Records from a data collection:

-------------------------

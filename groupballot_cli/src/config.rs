use anyhow::{bail, Context, Result};
use std::env::var;

pub const DEFAULT_VOTERS: usize = 12;
pub const DEFAULT_GROUPS: u32 = 3;
pub const DEFAULT_OPTIONS: &str = "yes,no,abstain";
pub const DEFAULT_ORACLE_BUDGET: u32 = 1;

/// Settings for a simulated election
#[derive(Debug, Clone, PartialEq)]
pub struct SimulationConfig {
    pub voters: usize,
    pub groups: u32,
    pub options: Vec<String>,
    pub oracle_budget: u32,
}

impl SimulationConfig {
    pub fn from_env() -> Result<Self> {
        let voters = match var("GROUPBALLOT_VOTERS") {
            Ok(val) => parse_number(&val).context("GROUPBALLOT_VOTERS")?,
            Err(_e) => DEFAULT_VOTERS,
        };

        let groups = match var("GROUPBALLOT_GROUPS") {
            Ok(val) => parse_number(&val).context("GROUPBALLOT_GROUPS")?,
            Err(_e) => DEFAULT_GROUPS,
        };

        let options = match var("GROUPBALLOT_OPTIONS") {
            Ok(val) => parse_options(&val).context("GROUPBALLOT_OPTIONS")?,
            Err(_e) => parse_options(DEFAULT_OPTIONS)?,
        };

        let oracle_budget = match var("GROUPBALLOT_ORACLE_BUDGET") {
            Ok(val) => parse_number(&val).context("GROUPBALLOT_ORACLE_BUDGET")?,
            Err(_e) => DEFAULT_ORACLE_BUDGET,
        };

        Ok(SimulationConfig {
            voters,
            groups,
            options,
            oracle_budget,
        })
    }

    /// Apply command-line flags on top of the environment
    pub fn override_with(mut self, matches: &clap::ArgMatches) -> Result<Self> {
        if let Some(val) = matches.value_of("voters") {
            self.voters = parse_number(val).context("--voters")?;
        }
        if let Some(val) = matches.value_of("groups") {
            self.groups = parse_number(val).context("--groups")?;
        }
        if let Some(val) = matches.value_of("options") {
            self.options = parse_options(val).context("--options")?;
        }
        Ok(self)
    }

    pub fn validate(&self) -> Result<()> {
        if self.groups == 0 || self.groups as usize > self.voters {
            bail!(
                "cannot split {} voters into {} groups",
                self.voters,
                self.groups
            );
        }
        if self.oracle_budget == 0 {
            bail!("the oracle budget must cover at least one request");
        }
        Ok(())
    }
}

fn parse_number<T: std::str::FromStr>(val: &str) -> Result<T>
where
    T::Err: std::error::Error + Send + Sync + 'static,
{
    val.trim()
        .parse()
        .with_context(|| format!("invalid number {:?}", val))
}

fn parse_options(val: &str) -> Result<Vec<String>> {
    let options: Vec<String> = val
        .split(',')
        .map(|o| o.trim())
        .filter(|o| !o.is_empty())
        .map(|o| o.to_owned())
        .collect();

    if options.is_empty() {
        bail!("at least one voting option is required");
    }
    Ok(options)
}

-------------------------

Goal of the exercise:
Work through the entries above line by line, counting each one that includes the word "Result", and give the final number only.

Solution:
6